Passei na casa de de Manoelzinho Barbosa e ele estava fazendo uns carrinhos para vender. Ele sempre foi empreendedor. Ele os fazia de cachão de sabão Comum e lata de óleo Don Don; depois os pintava e nos vendia. O pai dele, José Barbosa o ajudava, fazendo as rodas de tábuas mais grossas.
Mais na frente estava a padaria de Manoel de Pontes. Passei bem na frente. O tempero do pão de peso me encheu os pulmões. Lá dentro ele e mais alguns riam-se com as histórias escabrosas que seu irmão, Nô de Pontes, os contava. Mais na frente Antonio Baeta discutia com Pernambuco, homem do vizinho estado de Pernambuco, por ninguém saber seu nome o chamavam assim. A encrenca foi feia. Ainda se pegaram na tapa.

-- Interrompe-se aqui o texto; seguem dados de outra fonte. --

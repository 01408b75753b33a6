//! Access layer for hosted record stores: a sliding-window request scheduler, a PKCE token
//! lifecycle manager, a two-tier read-through cache, and a collision-aware slug allocator.

#![deny(clippy::all, missing_docs, unused_crate_dependencies)]

pub mod auth;
pub mod cache;
pub mod config;
pub mod error;
pub mod ext;
pub mod flows;
pub mod http;
#[cfg(feature = "reqwest")] pub mod layer;
pub mod oauth;
pub mod obs;
pub mod provider;
#[cfg(feature = "reqwest")] pub mod remote;
pub mod retry;
pub mod schedule;
pub mod slug;
pub mod store;
#[cfg(all(any(test, feature = "test"), feature = "reqwest"))]
pub mod _preludet {
	//! Convenience re-exports and helpers for integration tests; enabled via `cfg(test)` or the
	//! `test` crate feature.

	pub use crate::_prelude::*;

	// self
	use crate::{
		auth::ScopeSet,
		config::TokenConfig,
		flows::TokenManager,
		http::ReqwestHttpClient,
		oauth::ReqwestTransportErrorMapper,
		provider::{ClientAuthMethod, ProviderDescriptor},
		store::{KvStore, MemoryStore},
	};

	/// Token manager type alias used by reqwest-backed integration tests.
	pub type ReqwestTestTokenManager = TokenManager<ReqwestHttpClient, ReqwestTransportErrorMapper>;

	/// Builds a reqwest client that accepts the self-signed certificates produced by `httpmock`.
	pub fn test_reqwest_client() -> ReqwestClient {
		ReqwestClient::builder()
			.danger_accept_invalid_certs(true)
			.danger_accept_invalid_hostnames(true)
			.build()
			.expect("Failed to build insecure Reqwest client for tests.")
	}

	/// Wraps [`test_reqwest_client`] in the token-endpoint transport.
	pub fn test_reqwest_http_client() -> ReqwestHttpClient {
		ReqwestHttpClient::with_client(test_reqwest_client())
	}

	/// Builds a descriptor whose endpoints live on the provided mock server base URL.
	pub fn test_descriptor(authorize: &str, token: &str) -> ProviderDescriptor {
		ProviderDescriptor::builder(
			crate::auth::ProviderId::new("mock-provider")
				.expect("Mock provider identifier should be valid."),
		)
		.authorization_endpoint(Url::parse(authorize).expect("Failed to parse mock authorize URL."))
		.token_endpoint(Url::parse(token).expect("Failed to parse mock token URL."))
		.preferred_client_auth_method(ClientAuthMethod::ClientSecretPost)
		.build()
		.expect("Mock provider descriptor should build.")
	}

	/// Token configuration shared across integration tests.
	pub fn test_token_config() -> TokenConfig {
		TokenConfig::new(
			"client-it",
			Url::parse("https://app.example.com/oauth/callback")
				.expect("Failed to parse test redirect URI."),
			ScopeSet::new(["data.records:read", "data.records:write"])
				.expect("Failed to build test scopes."),
		)
		.with_client_secret("secret-it")
	}

	/// Constructs a [`TokenManager`] backed by in-memory durable and scratch stores.
	pub fn build_reqwest_test_token_manager(
		descriptor: ProviderDescriptor,
	) -> (ReqwestTestTokenManager, Arc<MemoryStore>, Arc<MemoryStore>) {
		let durable_backend = Arc::new(MemoryStore::default());
		let scratch_backend = Arc::new(MemoryStore::default());
		let durable: Arc<dyn KvStore> = durable_backend.clone();
		let scratch: Arc<dyn KvStore> = scratch_backend.clone();
		let manager = TokenManager::with_http_client(
			descriptor,
			test_token_config(),
			durable,
			scratch,
			test_reqwest_http_client(),
			Arc::new(ReqwestTransportErrorMapper),
		);

		(manager, durable_backend, scratch_backend)
	}
}

mod _prelude {
	pub use std::{
		collections::{BTreeMap, HashMap, VecDeque},
		error::Error as StdError,
		fmt::{Debug, Display, Formatter, Result as FmtResult},
		future::Future,
		pin::Pin,
		str::FromStr,
		sync::Arc,
		time::Duration as StdDuration,
	};

	pub use async_lock::Mutex as AsyncMutex;
	pub use parking_lot::{Mutex, RwLock};
	#[cfg(feature = "reqwest")]
	pub use reqwest::{Client as ReqwestClient, Error as ReqwestError};
	pub use serde::{Deserialize, Serialize, de::DeserializeOwned};
	pub use thiserror::Error as ThisError;
	pub use time::{Duration, OffsetDateTime};
	pub use url::Url;

	pub use crate::error::{Error, Result};
}

#[cfg(feature = "reqwest")] pub use reqwest;
pub use url;
#[cfg(test)] use {color_eyre as _, httpmock as _};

Na frente de minha casa ficava a boeira por onde passava as águas vindas do bairro do ginásio. Me sentei um pouco lá e fiquei vendo as águas que passam por baixo. Vi alguns peixes subindo, indo para a barragem que ficava logo mais em cima, na terra de Manoel Honório, ao lado da escola Luiz Ribeiro Coutinho, construída em 1970.
Fiquei olhando as serras de Oscar e a de Mandu. Muita árvores. Agave para todas as bandas que você olhasse. Mais em Baixo, na terra de Oscar, um campo de futebol, que funcionava aos domingos. Ali vi muitas vezes João de Jordão Pegando bola. Ele era goleiro. Seu Duda era o juiz dos jogos.
O tempo passou. Anoiteceu. A rua não tinha energia elétrica. As pessoas começaram a ascender candeeiro e colocarem nas janelas para só assim iluminar as ruas. Algumas pessoas se juntavam nas calçadas para conversar. Nós, as crianças brincávamos de anel, rouba bandeira, de toca. Noutro Lugar Chico Frade contava estórias. Nos matava de rir com seus causos. Mais na frente Zé Belo e João Vieira liam folhetos de cordel para uma boa clientela. Aliás essa era a melhor atividade das nossas noites. Eu viajavam junto aos personagens dos cordéis.
As pessoas começavam a retirar os candeeiros das janelas, as ruas começavam a ficar mais escura. Era a hora de irmos para nossas casas e dormirmos. A manhã tem mais.